While doing research for a project on architectural aesthetics, I came across this quotation:
The highest form of popular art is found in the decoration of filling stations […] One tours them as one does the château country of France.
– Bruce Bliven, New Republic, 1927*
That was 90 years ago in Los Angeles, an entire continent away from where I’m sitting right now. And yet a perfect example of the gas station château aesthetic sits alone and almost forgotten, around the corner from my house.
Once upon a time, gas stations were ‘service stations’, thriving centres of community activity – the Starbuck’s of their day – and to pretend that a service station was a mini-château was not too much of a stretch. After all, we were all indentured servants to our cars, and our cars all paid obeisance to the local station.

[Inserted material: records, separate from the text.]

fn target_id(plan: &ResolutionPlan) -> Option<i64> {
    match plan {
        ResolutionPlan::Skip => None,
        ResolutionPlan::Metadata(record) => Some(record.id),
        ResolutionPlan::Update(prepared) | ResolutionPlan::Insert(prepared) => {
            (prepared.record.id > 0).then_some(prepared.record.id)
        }
    }
}

/// Applies one plan atomically: vault entry, record content and hash land
/// together or not at all.
///
/// Locks are taken in a fixed order: vault pin, record, hash.
pub fn apply(
    store: &RecordStore,
    vault: Option<&Vault>,
    plan: ResolutionPlan,
    now: DateTime<Utc>,
) -> Result<Applied, StoreError> {
    let _pin = vault.map(Vault::pin);
    let _record = target_id(&plan).map(|id| store.locks().lock(LockKey::Record(id)));
    write_held(store, vault, plan, now)
}

/// An incoming record refused before classification.
#[derive(Debug, Clone, PartialEq, Eq, Serialize)]
pub struct RejectedImport {
    /// Position in the incoming batch, when refused before classification.
    pub index: Option<usize>,
    /// Incoming name.
    pub name: String,
    /// Reason.
    pub reason: String,
}

/// Outcome of committing a session.
#[derive(Debug, Clone, Default, PartialEq, Eq, Serialize)]
pub struct ImportReport {
    /// Ids inserted.
    pub inserted: Vec<i64>,
    /// Ids overwritten.
    pub updated: Vec<i64>,
    /// Ids that only gained metadata.
    pub metadata: Vec<i64>,
    /// Decisions that wrote nothing.
    pub skipped: usize,
    /// Existing ids that changed after staging; their decisions were dropped.
    pub stale: Vec<i64>,
    /// Incoming records that repeated an earlier record of the same import.
    pub folded: usize,
    /// Writes refused as hash collisions.
    pub collisions: usize,
    /// Records refused before classification or while planning.
    pub rejected: Vec<RejectedImport>,
}

fn is_stale(store: &RecordStore, snapshots: &BTreeMap<i64, SpellRecord>, id: i64) -> bool {
    store.get(id).as_ref() != snapshots.get(&id)
}

fn refresh(snapshots: &mut BTreeMap<i64, SpellRecord>, store: &RecordStore, id: i64) {
    if let Some(record) = store.get(id) {
        snapshots.insert(id, record);
    }
}

/// Tallies one write. Returns whether it touched an existing record.
fn record_applied(report: &mut ImportReport, result: Result<Applied, StoreError>, name: &str) -> bool {
    match result {
        Ok(Applied::Skipped) => report.skipped += 1,
        Ok(Applied::Inserted(id)) => report.inserted.push(id),
        Ok(Applied::Updated(id)) => {
            report.updated.push(id);
            return true;
        }
        Ok(Applied::Metadata(id)) => {
            report.metadata.push(id);
            return true;
        }
        Err(StoreError::HashCollision { .. }) => report.collisions += 1,
        Err(err) => {
            warn!(name, error = %err, "import write failed");
            report.rejected.push(RejectedImport {
                index: None,
                name: name.to_string(),
                reason: err.to_string(),
            });
        }
    }
    false
}

/// A classified import awaiting decisions.
pub struct ImportSession {
    /// Records with no match.
    pub new: Vec<Prepared>,
    /// Incoming records whose content is already stored.
    pub duplicates: Vec<(Prepared, Prepared)>,
    /// Same spell, different content. A conflict whose existing record has
    /// id 0 is with an earlier record of this import; it is matched to that
    /// record's stored row once the record is inserted.
    pub conflicts: Vec<ImportConflict>,
    /// Records refused by sanitization or validation.
    pub rejected: Vec<RejectedImport>,
    /// Incoming records whose content repeated an earlier record of this
    /// import; their metadata was merged into that record.
    pub folded: usize,
    snapshots: BTreeMap<i64, SpellRecord>,
    /// Conflict index -> index into `new` of the record it conflicts with.
    staged_links: BTreeMap<usize, usize>,
}

/// Sanitizes, finalizes and classifies `incoming` against the store.
pub fn stage(
    store: &RecordStore,
    schema: &SpellSchema,
    policy: &ImportPolicy,
    incoming: Vec<SpellRecord>,
) -> ImportSession {
    let mut session = ImportSession {
        new: Vec::new(),
        duplicates: Vec::new(),
        conflicts: Vec::new(),
        rejected: Vec::new(),
        folded: 0,
        snapshots: BTreeMap::new(),
        staged_links: BTreeMap::new(),
    };

    for (index, mut record) in incoming.into_iter().enumerate() {
        record.id = 0;
        record.content_hash = None;
        let name = record.name.clone();
        let prepared = match Prepared::untrusted(schema, policy, record) {
            Ok(prepared) => prepared,
            Err(err) => {
                warn!(index, name = %name, error = %err, "import record rejected");
                session.rejected.push(RejectedImport {
                    index: Some(index),
                    name,
                    reason: err.to_string(),
                });
                continue;
            }
        };

        let matching = OrFilter {
            filters: vec![
                Box::new(IdentityFilter { key: prepared.key() }),
                Box::new(HashFilter {
                    hash: prepared.hash.clone(),
                }),
            ],
        };
        let stored = store.select(&matching);
        let mut candidates: Vec<Prepared> = stored
            .iter()
            .filter_map(|r| Prepared::new(schema, r.clone()).ok())
            .collect();
        candidates.extend(
            session
                .new
                .iter()
                .filter(|staged| matching.matches(&staged.record) || staged.hash == prepared.hash)
                .cloned(),
        );
        match classify(prepared, &candidates) {
            Classification::New(prepared) => session.new.push(prepared),
            Classification::Duplicate { existing, incoming } if existing.record.id == 0 => {
                if let Some(staged) = session.new.iter_mut().find(|s| s.hash == existing.hash) {
                    union_metadata(&mut staged.record, &incoming.record);
                }
                debug!(index, name = %incoming.record.name, "repeated record folded into earlier one");
                session.folded += 1;
            }
            Classification::Duplicate { existing, incoming } => {
                session.remember(&stored, existing.record.id);
                session.duplicates.push((existing, incoming));
            }
            Classification::Conflict(conflict) if conflict.existing.record.id == 0 => {
                if let Some(position) = session.new.iter().position(|s| s.hash == conflict.existing.hash) {
                    session.staged_links.insert(session.conflicts.len(), position);
                }
                session.conflicts.push(conflict);
            }
            Classification::Conflict(conflict) => {
                session.remember(&stored, conflict.existing.record.id);
                session.conflicts.push(conflict);
            }
        }
    }

    info!(
        new = session.new.len(),
        duplicates = session.duplicates.len(),
        conflicts = session.conflicts.len(),
        rejected = session.rejected.len(),
        folded = session.folded,
        "import staged"
    );
    session
}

In Greater Toronto, 16 service stations were built by the Joy Oil Company, in the château style in the 1930s. Only one of them remains, and it is on life support, on the south side of Lakeshore Boulevard West, having been moved from its original location, about a block away in order to facilitate a residential complex that is still unbuilt.
Of the 16 stations built in the Greater Toronto Area, only one station survives today, at Lakeshore Boulevard West and Windermere Avenue built in 1937. In April 2007, the City of Toronto moved part of the statoin from the site to a location across the street at Sir Casimir Gzowski Park. The station was restored and will be repurposed as an eatery and tourist information centre once the current contract with the nearby vendor expires after 2016. **
Well it’s 2017 now. All parts of the little Joy station have been moved, reassembled, and polished up, but it still sits in its chain link cage, forlorn and unappreciated, surrounded by Canada geese and cyclists, waiting for some kind of joy to return.
If you’re ever in the neighbourhood, driving east along Lakeshore, just past Windermere, don’t forget to honk and wave at the Joy station. It’s not the château country of France, but once upon a time, it felt like it was.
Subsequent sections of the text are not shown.